Italy's budget package moves to floor of Lower House

Changes to web sales tax included in fiscal bill

(ANSA) - Rome, December 18 - The Italian government's budget package for 2014 was set to arrive on the floor of the Lower House Wednesday after it gained approval - with some significant amendments - from the House budget committee. Premier Enrico Letta's coalition government is working to see its budget bill, which has been criticized for not doing enough to stimulate growth in Italy's struggling economy, passed before the end of the year. The budget includes small tax cuts and Letta has promised that a portion of future savings, which the government is confident it will find from a spending review as well as a crackdown on tax evasion, will be used to further reduce taxes on labour.

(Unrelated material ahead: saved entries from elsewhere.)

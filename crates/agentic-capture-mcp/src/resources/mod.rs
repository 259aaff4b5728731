//! MCP resources: stored artifacts, console output, and server stats.

pub mod artifact;
pub mod console;
pub mod registry;
pub mod stats;
pub mod templates;

pub use registry::ResourceRegistry;
//! Browser lifecycle, the primary page, and the engine entry points tools call.

use std::path::PathBuf;
use std::sync::atomic::{AtomicU64, Ordering};
use std::sync::Arc;

use futures::StreamExt;
use serde::Serialize;
use tokio::sync::{Mutex, OnceCell};
use tokio::task::JoinHandle;

use agentic_capture::persist::{self, PersistTarget};
use agentic_capture::resolver::ContentResolver;
use agentic_capture::{
    act, AcquisitionCoordinator, AcquisitionReport, AcquisitionRequest, ActionError,
    ArtifactStore, BrowserDriver, BrowsingContext, CandidateSignal, CaptureError, ChromiumDriver,
    ChromiumOptions, ConsoleLog, DriverError, Locator, PageHandle, ResolveError, SessionCloner,
    StoredArtifact, TargetMedia, UiAction,
};

use crate::config::ServerConfig;

/// Failures of a browser operation, rendered to the client as error tool results.
#[derive(thiserror::Error, Debug)]
pub enum SessionError {
    #[error("Browser unavailable: {0}")]
    Browser(#[from] DriverError),

    #[error(transparent)]
    Action(#[from] ActionError),

    #[error(transparent)]
    Capture(#[from] CaptureError),

    #[error(transparent)]
    Resolve(#[from] ResolveError),

    #[error("IO error: {0}")]
    Io(#[from] std::io::Error),
}

impl SessionError {
    /// URL worth opening by hand when the failure left one behind.
    pub fn best_url(&self) -> Option<&str> {
        match self {
            SessionError::Capture(e) => e.best_url(),
            SessionError::Resolve(e) => Some(e.url()),
            _ => None,
        }
    }
}

/// How the browser is obtained on first use.
pub enum DriverSource {
    Chromium(ChromiumOptions),
    Provided(Arc<dyn BrowserDriver>),
}

/// Counters served by `capture://stats`.
#[derive(Debug, Default)]
pub struct SessionStats {
    pub acquisitions: AtomicU64,
    pub succeeded: AtomicU64,
    pub failed: AtomicU64,
    pub files_saved: AtomicU64,
}

#[derive(Debug, Clone, Serialize)]
pub struct StatsSnapshot {
    pub acquisitions: u64,
    pub succeeded: u64,
    pub failed: u64,
    pub files_saved: u64,
    pub artifacts: usize,
    pub console_lines: usize,
    pub browser_running: bool,
    pub auxiliary_contexts: usize,
}

/// Result of `download_file`.
#[derive(Debug, Clone, Serialize)]
pub struct SavedFile {
    pub path: PathBuf,
    pub artifact: StoredArtifact,
    pub source_url: String,
}

struct Browser {
    driver: Arc<dyn BrowserDriver>,
    context: Arc<dyn BrowsingContext>,
    page: Mutex<Arc<dyn PageHandle>>,
    coordinator: AcquisitionCoordinator,
    console_task: Mutex<Option<JoinHandle<()>>>,
}

/// Owns the browser for the lifetime of the server. Internally synchronised,
/// so tools share it through an `Arc` without an outer lock.
pub struct CaptureSessionManager {
    config: ServerConfig,
    store: ArtifactStore,
    console: ConsoleLog,
    source: Mutex<Option<DriverSource>>,
    browser: OnceCell<Browser>,
    stats: SessionStats,
}

impl CaptureSessionManager {
    /// Chromium is launched on the first tool call that needs a page.
    pub fn new(config: ServerConfig) -> Self {
        let source = DriverSource::Chromium(config.chromium.clone());
        Self::with_source(config, source)
    }

    pub fn with_driver(config: ServerConfig, driver: Arc<dyn BrowserDriver>) -> Self {
        Self::with_source(config, DriverSource::Provided(driver))
    }

    fn with_source(config: ServerConfig, source: DriverSource) -> Self {
        Self {
            config,
            store: ArtifactStore::new(),
            console: ConsoleLog::default(),
            source: Mutex::new(Some(source)),
            browser: OnceCell::new(),
            stats: SessionStats::default(),
        }
    }

    pub fn config(&self) -> &ServerConfig {
        &self.config
    }

    pub fn store(&self) -> &ArtifactStore {
        &self.store
    }

    pub fn console(&self) -> &ConsoleLog {
        &self.console
    }

    pub async fn stats(&self) -> StatsSnapshot {
        let browser = self.browser.get();
        StatsSnapshot {
            acquisitions: self.stats.acquisitions.load(Ordering::Relaxed),
            succeeded: self.stats.succeeded.load(Ordering::Relaxed),
            failed: self.stats.failed.load(Ordering::Relaxed),
            files_saved: self.stats.files_saved.load(Ordering::Relaxed),
            artifacts: self.store.len(),
            console_lines: self.console.len().await,
            browser_running: browser.is_some(),
            auxiliary_contexts: browser.map_or(0, |b| b.driver.auxiliary_contexts()),
        }
    }

    async fn browser(&self) -> Result<&Browser, SessionError> {
        self.browser
            .get_or_try_init(|| async {
                let mut source = self.source.lock().await;
                let driver: Arc<dyn BrowserDriver> = match source.take() {
                    Some(DriverSource::Provided(driver)) => driver,
                    Some(DriverSource::Chromium(options)) => {
                        match ChromiumDriver::launch(options.clone()).await {
                            Ok(driver) => Arc::new(driver),
                            Err(e) => {
                                // Keep the options so the next call can retry.
                                *source = Some(DriverSource::Chromium(options));
                                return Err(e.into());
                            }
                        }
                    }
                    None => {
                        return Err(DriverError::Unavailable("browser already shut down".into()).into())
                    }
                };
                // A provided driver is kept around for retries too.
                let context = match driver.primary_context().await {
                    Ok(context) => context,
                    Err(e) => {
                        *source = Some(DriverSource::Provided(Arc::clone(&driver)));
                        return Err(e.into());
                    }
                };
                let page = match context.new_page().await {
                    Ok(page) => page,
                    Err(e) => {
                        *source = Some(DriverSource::Provided(Arc::clone(&driver)));
                        return Err(e.into());
                    }
                };
                let console_task = self.watch_console(page.as_ref()).await;
                tracing::info!(context = context.id(), page = page.id(), "Browser session ready");
                Ok(Browser {
                    coordinator: AcquisitionCoordinator::new(
                        Arc::clone(&driver),
                        self.store.clone(),
                        self.config.capture.clone(),
                    ),
                    driver,
                    context,
                    page: Mutex::new(page),
                    console_task: Mutex::new(console_task),
                })
            })
            .await
    }

    async fn watch_console(&self, page: &dyn PageHandle) -> Option<JoinHandle<()>> {
        match page.subscribe_console().await {
            Ok(mut lines) => {
                let console = self.console.clone();
                Some(tokio::spawn(async move {
                    while let Some(entry) = lines.next().await {
                        console.push(entry).await;
                    }
                }))
            }
            Err(e) => {
                tracing::warn!(error = %e, "Console capture unavailable");
                None
            }
        }
    }

    /// The primary context and its current page, replacing the page if the
    /// site closed it.
    pub async fn page(&self) -> Result<(Arc<dyn BrowsingContext>, Arc<dyn PageHandle>), SessionError> {
        let browser = self.browser().await?;
        let mut page = browser.page.lock().await;
        if page.is_closed() {
            tracing::info!("Primary page was closed, opening a new one");
            let fresh = browser.context.new_page().await?;
            let task = self.watch_console(fresh.as_ref()).await;
            if let Some(old) = std::mem::replace(&mut *browser.console_task.lock().await, task) {
                old.abort();
            }
            *page = fresh;
        }
        Ok((Arc::clone(&browser.context), Arc::clone(&page)))
    }

    /// Navigates the primary page and returns the URL it ended on.
    pub async fn navigate(&self, url: &str) -> Result<String, SessionError> {
        let (_, page) = self.page().await?;
        page.goto(url, self.config.capture.navigation_timeout()).await?;
        Ok(page.url().await.unwrap_or_else(|_| url.to_string()))
    }

    pub async fn act(&self, locator: &Locator, action: &UiAction) -> Result<(), SessionError> {
        let (_, page) = self.page().await?;
        act(page.as_ref(), locator, action).await?;
        Ok(())
    }

    /// Screenshot of the primary page, stored as a PNG artifact.
    pub async fn screenshot(&self, name: &str) -> Result<(Vec<u8>, StoredArtifact), SessionError> {
        let (_, page) = self.page().await?;
        let bytes = page.screenshot().await?;
        let record = self.store.put(name, bytes.clone(), "image/png");
        Ok((
            bytes,
            StoredArtifact {
                name: record.name,
                mime_type: record.mime_type,
                size: record.size,
            },
        ))
    }

    pub async fn acquire(&self, request: AcquisitionRequest) -> Result<AcquisitionReport, SessionError> {
        let (context, page) = self.page().await?;
        let browser = self.browser().await?;
        self.stats.acquisitions.fetch_add(1, Ordering::Relaxed);
        match browser.coordinator.acquire(&context, &page, request).await {
            Ok(report) => {
                self.stats.succeeded.fetch_add(1, Ordering::Relaxed);
                if report.saved_to.is_some() {
                    self.stats.files_saved.fetch_add(1, Ordering::Relaxed);
                }
                Ok(report)
            }
            Err(e) => {
                self.stats.failed.fetch_add(1, Ordering::Relaxed);
                Err(e.into())
            }
        }
    }

    /// Fetches `url` with the primary session's cookies and saves it under a
    /// dated name. The bytes are also stored as an artifact.
    pub async fn download_file(
        &self,
        url: &str,
        media: &TargetMedia,
        target: &PersistTarget,
    ) -> Result<SavedFile, SessionError> {
        let (context, page) = self.page().await?;
        let browser = self.browser().await?;
        let cloner = SessionCloner::new(Arc::clone(&browser.driver));
        let resolver = ContentResolver {
            source: &context,
            origin: &page,
            cloner: &cloner,
            media,
            config: &self.config.capture,
            prefer_cloned_session: true,
        };
        let resolved = resolver
            .resolve(&CandidateSignal::LinkUrl {
                url: url.to_string(),
            })
            .await;
        cloner.close_all().await;
        let artifact = resolved?;

        let path = match persist::persist(&artifact, target, chrono::Local::now().date_naive()).await {
            Ok(path) => path,
            Err(e) => {
                if let Some(temp) = &artifact.temp_path {
                    persist::remove_temp(temp).await;
                }
                return Err(e.into());
            }
        };
        let name = path
            .file_name()
            .map(|n| n.to_string_lossy().to_string())
            .unwrap_or_else(|| url.to_string());
        let record = self.store.put(&name, artifact.bytes, &artifact.mime_type);
        self.stats.files_saved.fetch_add(1, Ordering::Relaxed);
        Ok(SavedFile {
            path,
            artifact: StoredArtifact {
                name: record.name,
                mime_type: record.mime_type,
                size: record.size,
            },
            source_url: url.to_string(),
        })
    }

    /// Closes the browser if it was started. A browser that never started
    /// will not be started afterwards.
    pub async fn shutdown(&self) {
        let Some(browser) = self.browser.get() else {
            self.source.lock().await.take();
            return;
        };
        if let Some(task) = browser.console_task.lock().await.take() {
            task.abort();
        }
        if let Err(e) = browser.driver.shutdown().await {
            tracing::warn!(error = %e, "Browser shutdown failed");
        }
    }
}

Still, several measures in the budget package have triggered debate and even anger as late Tuesday night, some members of the anti-establishment 5-Star Movement (M5S) and ex-premier Silvio Berlusconi's Forza Italia (FI) party walked out in protest. One of the more controversial measures was a tax on web sales, and Matteo Renzi, the newly elected secretary of Letta's Democratic Party (PD), also objected to the measure that would affect Internet sales by companies, many international, of products to Italian customers. As a result of the broad-based political disapproval, the House budget committee reduced the web tax, to avoid discriminating against businesses that operate online. An amendment to revive a so-called "Tobin tax" on financial transactions was also dropped. Italy's worst recession since the Second World War has greatly reduced the government's room to maneuver financially, but Letta said Wednesday that he sees the seeds of recovery are beginning to sprout. After eight consecutive quarters of deep losses in the country's gross domestic product (GDP), flat results in the July-September period with respect to the previous three months, was seen as a dramatic improvement. In the fourth quarter, the government forecasts that Italy will return to positive growth. "The fall in GDP has stopped and the interest rates (on Italy's huge public debt) have come down by a significant degree," said Letta. He added that he was confident Italy's economy can growth 1% next year and 2% in 2015. "(That) is a goal that is within our reach if the interest rates remain low, confidence in Italy remains strong and, obviously, the public accounts stay in order," Letta told a meeting of Italian ambassadors.